If more justification was needed, in 1971 mysterious parties broke into his house violently. The closets were blown up, the drawers were broken into and papers vandalized. The same justification that drugs gave to his worldview, the break-in gave to his paranoia. “The theory about paranoia is gone,” said Dick, “it’s clear I was correct.”

 

Immediately following the house break-in, Dick was invited to take part in a science fiction conference in Canada as guest of honor. A fast rush of euphoria, which included a famous lecture on Man and Android, then a dive back into depression. “One young woman in the college in Canada asked me to define what is reality for a philosophy paper. She wanted an answer in one sentence. I thought about this and I said, “Reality is something that even when you stop believing in it, still does not disappear. That’s all I could say.”

 

With no place to live, with no reality to believe in and with a heavy addiction to Speed that now required some 1,000 pills a month – Dick tried for the first time to commit suicide.

 

After rehabilitating in an addiction cure institute in which he hospitalized himself, Dick sent a letter to one of his professors from Berkeley. “I am homeless,” he wrote there, and asked for help.

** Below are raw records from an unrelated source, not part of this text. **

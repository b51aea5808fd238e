//! Feature Layout - Per-disease feature definitions
//!
//! **The order of `DiseaseSpec::features` is the classifier's input order.**
//!
//! ## Rules (NEVER break these):
//! 1. Add feature → retrain and ship a new artifact
//! 2. Change order → retrain and ship a new artifact
//! 3. Change the layout hashing → increment LAYOUT_VERSION
//!
//! Artifacts record the feature names they were trained on; the loader
//! compares their layout hash against the table and refuses mismatches.

use crc32fast::Hasher;
use serde::{Deserialize, Serialize};

use crate::disease::Disease;
use crate::dispatch::PredictedClass;

// ============================================================================
// LAYOUT VERSION
// ============================================================================

/// Current layout hashing version
pub const LAYOUT_VERSION: u8 = 1;

// ============================================================================
// FEATURE SPEC
// ============================================================================

/// Semantic type of an input field
#[derive(Debug, Clone, Copy, PartialEq, Eq, Serialize, Deserialize)]
#[serde(rename_all = "lowercase")]
pub enum ValueType {
    Integer,
    Real,
}

/// One named, bounded input field
#[derive(Debug, Clone, Serialize)]
pub struct FeatureSpec {
    /// Key in `field_values`, unique within its disease
    pub name: &'static str,
    /// Form prompt
    pub label: &'static str,
    pub value_type: ValueType,
    /// Inclusive lower bound
    pub min: f64,
    /// Inclusive upper bound
    pub max: f64,
    /// Decimal places used for display only
    pub precision: u8,
}

impl FeatureSpec {
    pub const fn integer(name: &'static str, label: &'static str, min: f64, max: f64) -> Self {
        Self {
            name,
            label,
            value_type: ValueType::Integer,
            min,
            max,
            precision: 0,
        }
    }

    pub const fn real(name: &'static str, label: &'static str, min: f64, max: f64, precision: u8) -> Self {
        Self {
            name,
            label,
            value_type: ValueType::Real,
            min,
            max,
            precision,
        }
    }

    /// Flag field with an explicit two-value encoding, e.g. {0,1} or {1,2}
    pub const fn flag(name: &'static str, label: &'static str, off: f64, on: f64) -> Self {
        Self::integer(name, label, off, on)
    }

    /// Inclusive range check (NaN is never contained)
    pub fn contains(&self, value: f64) -> bool {
        value >= self.min && value <= self.max
    }

    /// Widget step derived from the display precision
    pub fn step(&self) -> f64 {
        10f64.powi(-(self.precision as i32))
    }

    /// Render a value for display. The value passed to classifiers is never
    /// rounded.
    pub fn display_value(&self, value: f64) -> String {
        format!("{:.*}", self.precision as usize, value)
    }
}

// ============================================================================
// RENDER RULE
// ============================================================================

/// Predicted class → diagnosis message
#[derive(Debug, Clone, Copy, Serialize)]
pub struct RenderRule {
    pub positive: &'static str,
    pub negative: &'static str,
}

impl RenderRule {
    pub fn render(&self, class: PredictedClass) -> &'static str {
        match class {
            PredictedClass::Positive => self.positive,
            PredictedClass::Negative => self.negative,
        }
    }
}

// ============================================================================
// DISEASE SPEC
// ============================================================================

/// Static description of one disease's inputs and output wording
#[derive(Debug, Serialize)]
pub struct DiseaseSpec {
    pub disease: Disease,
    pub features: &'static [FeatureSpec],
    pub render_rule: RenderRule,
}

impl DiseaseSpec {
    pub fn feature_count(&self) -> usize {
        self.features.len()
    }

    pub fn feature_names(&self) -> impl Iterator<Item = &'static str> + '_ {
        self.features.iter().map(|f| f.name)
    }

    /// Get feature by name (O(n) but features are few)
    pub fn feature(&self, name: &str) -> Option<&FeatureSpec> {
        self.features.iter().find(|f| f.name == name)
    }

    pub fn feature_index(&self, name: &str) -> Option<usize> {
        self.features.iter().position(|f| f.name == name)
    }

    pub fn layout_hash(&self) -> u32 {
        compute_layout_hash(LAYOUT_VERSION, self.disease, self.feature_names())
    }
}

// ============================================================================
// LAYOUT HASH
// ============================================================================

/// CRC32 over version, disease id and the ordered feature names
pub fn compute_layout_hash<'a>(
    version: u8,
    disease: Disease,
    names: impl IntoIterator<Item = &'a str>,
) -> u32 {
    let mut hasher = Hasher::new();

    hasher.update(&[version]);
    hasher.update(disease.id().as_bytes());
    hasher.update(&[0]);

    for name in names {
        hasher.update(name.as_bytes());
        hasher.update(&[0]); // Separator
    }

    hasher.finalize()
}

/// Layout information for status reporting
#[derive(Debug, Clone, Serialize, Deserialize)]
pub struct LayoutInfo {
    pub disease: Disease,
    pub version: u8,
    pub hash: u32,
    pub feature_count: usize,
    pub feature_names: Vec<String>,
}

impl LayoutInfo {
    pub fn of(spec: &DiseaseSpec) -> Self {
        Self {
            disease: spec.disease,
            version: LAYOUT_VERSION,
            hash: spec.layout_hash(),
            feature_count: spec.feature_count(),
            feature_names: spec.feature_names().map(|s| s.to_string()).collect(),
        }
    }
}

The professor read the letter to his class. A couple of students suggested that the writer come live with them. Dick, a Hugo prize winning writer aged 43 packed up his things, and went to live with students in an apartment that had more posters than oxygen.

 

He liked the students so much he even married one – Tessa Basbi, age 18. “Reality by itself,” Dick wrote in a letter, “becomes a story by Philip K. Dick.” And so it happened – reality changed.

 

In Israel, a place where science fiction and fantasy are still not accepted as fine literature, Philip K. Dick is far from being a household word. Eight of his books were published in Hebrew, mainly by small houses with a specialty in the genre, but the new translation of Man in the High Castle is an opportunity to present it to a new readership and perhaps to read it differently.